SECTION 3.16 Amendment to Company Rights Agreement. The Company has
irrevocably amended, and the Company Board has taken all necessary action to
irrevocably amend, the Company Rights Agreement so that (a) none of the
execution or delivery of this Agreement, the making of the Offer, the acceptance
for payment of Shares by Purchaser pursuant to the Offer, the consummation of
the Merger or the consummation of any other Transaction will result in (i) the
occurrence of a "Flip-in Date" described in Section 3.1 of the Company Rights
Agreement, (ii) the occurrence of the "Flip-Over Transaction or Event" described
in Section 3.2 of the Company Rights Agreement, or (iii) the Rights becoming
evidenced by, and transferable pursuant to, certificates separate from the
certificates representing Shares and (b) the Rights will expire pursuant to the
terms of the Company Rights Agreement at the Effective Time.
SECTION 3.17 Material Contracts. (a) Subsections (i) through (xix)
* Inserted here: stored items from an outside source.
use std::sync::Arc;

use chrono::Utc;
use client_core::EmployeeService;
use shared::domain::{Employee, PersonId};
use tracing::{debug, info, warn};

use crate::{
    controller::{events::FormAction, Callback},
    dialog::DialogHost,
    surface::{FormField, Region, Slot, Surface, Template, Trigger},
    validation::{FormInput, ValidationErrors},
};

#[derive(Debug, Clone, PartialEq, Eq)]
pub enum FormMode {
    Create,
    Edit(PersonId),
}

#[derive(Debug, Clone, Copy, PartialEq, Eq)]
pub enum FormState {
    Idle,
    Rendering,
    Populating,
    Interactive,
    Submitting,
    Saved,
    Failed,
    /// The record to edit could not be loaded; the form was handed back to the shell.
    Abandoned,
}

#[derive(Debug, Clone, PartialEq, Eq)]
pub enum SubmitOutcome {
    Ignored,
    Invalid(ValidationErrors),
    Saved(Employee),
    Failed(String),
}

pub struct FormController {
    mode: FormMode,
    service: Arc<dyn EmployeeService>,
    dialogs: Arc<dyn DialogHost>,
    state: FormState,
    on_cancel: Option<Callback>,
    on_save: Option<Callback>,
}

impl FormController {
    pub fn new(
        employee_id: Option<PersonId>,
        service: Arc<dyn EmployeeService>,
        dialogs: Arc<dyn DialogHost>,
    ) -> Self {
        let mode = match employee_id {
            Some(id) => FormMode::Edit(id),
            None => FormMode::Create,
        };
        Self {
            mode,
            service,
            dialogs,
            state: FormState::Idle,
            on_cancel: None,
            on_save: None,
        }
    }

    pub fn set_on_cancel(&mut self, callback: impl Fn() + Send + Sync + 'static) {
        self.on_cancel = Some(Box::new(callback));
    }

    pub fn set_on_save(&mut self, callback: impl Fn() + Send + Sync + 'static) {
        self.on_save = Some(Box::new(callback));
    }

    pub fn is_edit_mode(&self) -> bool {
        matches!(self.mode, FormMode::Edit(_))
    }

    pub fn state(&self) -> FormState {
        self.state
    }

    /// Submit and cancel are only bound once rendering (and loading) has finished.
    pub fn is_interactive(&self) -> bool {
        matches!(self.state, FormState::Interactive | FormState::Failed)
    }

    pub async fn render(&mut self, surface: &mut dyn Surface) {
        self.state = FormState::Rendering;
        self.render_shell(surface);

        if let FormMode::Edit(id) = self.mode.clone() {
            self.state = FormState::Populating;
            match self.service.get_by_key(&id).await {
                Ok(employee) => populate(surface, &employee),
                Err(err) => {
                    self.dialogs
                        .notify_error(&format!("Error loading employee: {err}"))
                        .await;
                    self.state = FormState::Abandoned;
                    warn!(person_id = %id, "abandoning edit form after failed load");
                    self.fire_cancel();
                    return;
                }
            }
        }

        surface.bind(Trigger::Submit);
        surface.bind(Trigger::Cancel);
        surface.flush();
        self.state = FormState::Interactive;
        debug!(edit = self.is_edit_mode(), "employee form interactive");
    }

    fn render_shell(&self, surface: &mut dyn Surface) {
        let (title, submit_label) = if self.is_edit_mode() {
            ("Edit Employee", "UPDATE")
        } else {
            ("Add Employee", "SAVE")
        };

        surface.mount(Template::EmployeeForm);
        surface.set_text(Slot::FormTitle, title);
        surface.set_text(Slot::SubmitLabel, submit_label);
        surface.set_visible(Region::Breadcrumb, self.is_edit_mode());
        surface.flush();
    }

    pub async fn handle(&mut self, surface: &mut dyn Surface, action: FormAction) {
        match action {
            FormAction::Submit => {
                self.submit(surface).await;
            }
            FormAction::Cancel => self.cancel(),
        }
    }

    pub async fn submit(&mut self, surface: &mut dyn Surface) -> SubmitOutcome {
        if !self.is_interactive() {
            warn!(state = ?self.state, "submit ignored; form is not interactive");
            return SubmitOutcome::Ignored;
        }

        surface.clear_field_errors();
        let input = FormInput::read(&*surface);
        if let Err(errors) = input.validate() {
            for (field, message) in errors.iter() {
                surface.mark_field_error(field, message);
            }
            surface.flush();
            debug!(failed = errors.len(), "employee form failed validation");
            return SubmitOutcome::Invalid(errors);
        }

        let now = Utc::now();
        let (person_id, is_update) = match &self.mode {
            FormMode::Edit(id) => (id.clone(), true),
            FormMode::Create => (PersonId::generate(), false),
        };
        let employee = input.into_employee(person_id, now);

        self.state = FormState::Submitting;
        let (result, success_message) = if is_update {
            (
                self.service.update(&employee).await.map(|_| ()),
                "Employee updated successfully!",
            )
        } else {
            (
                self.service.create(&employee).await.map(|_| ()),
                "Employee created successfully!",
            )
        };

        match result {
            Ok(()) => {
                info!(person_id = %employee.person_id, update = is_update, "employee saved");
                self.dialogs.notify_success(success_message).await;
                self.state = FormState::Saved;
                if let Some(callback) = &self.on_save {
                    callback();
                }
                SubmitOutcome::Saved(employee)
            }
            Err(err) => {
                let message = format!("Error saving employee: {err}");
                self.dialogs.notify_error(&message).await;
                self.state = FormState::Failed;
                SubmitOutcome::Failed(message)
            }
        }
    }

    pub fn cancel(&mut self) {
        if !self.is_interactive() {
            warn!(state = ?self.state, "cancel ignored; form is not interactive");
            return;
        }
        self.fire_cancel();
    }

    fn fire_cancel(&self) {
        if let Some(callback) = &self.on_cancel {
            callback();
        }
    }
}

fn populate(surface: &mut dyn Surface, employee: &Employee) {
    surface.set_field(FormField::FirstName, &employee.first_name);
    surface.set_field(FormField::LastName, &employee.last_name);
    surface.set_field(FormField::Ssn, &employee.ssn);
    surface.set_field(FormField::EmployeeNo, &employee.employee_no);
    surface.set_status_toggle(employee.status.is_active());
    surface.set_text(Slot::BreadcrumbName, &employee.full_name());
}

#[cfg(test)]
#[path = "tests/form_tests.rs"]
mod tests;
of Section 3.17(a) of the Company Disclosure Schedule list the following types
of contracts and agreements to which the Company or any Subsidiary is a party
(such contracts and agreements as are required to be set forth in Section
3.17(a) of the Company Disclosure Schedule being the "Material Contracts"):
(i) each "material contract" (as such term is defined in Item 601(b)(10)
of Regulation S-K of the SEC) with respect to the Company and its
Subsidiaries;
(ii) each contract and agreement, whether or not made in the ordinary
course of business, relating to (A) backlog, as of February 28,
2005, for sales of cyclotrons, high resolution research tomographs,
and positron emission tomographs for non-human applications, (B)
sales of radiopharmaceuticals to the 20 largest customers
23
of the Company's radiopharmaceutical business based on gross revenue
for November 2004 or (C) research and development services being
performed for any of the Company and its Subsidiaries for which the
remaining payment obligation exceeds $100,000.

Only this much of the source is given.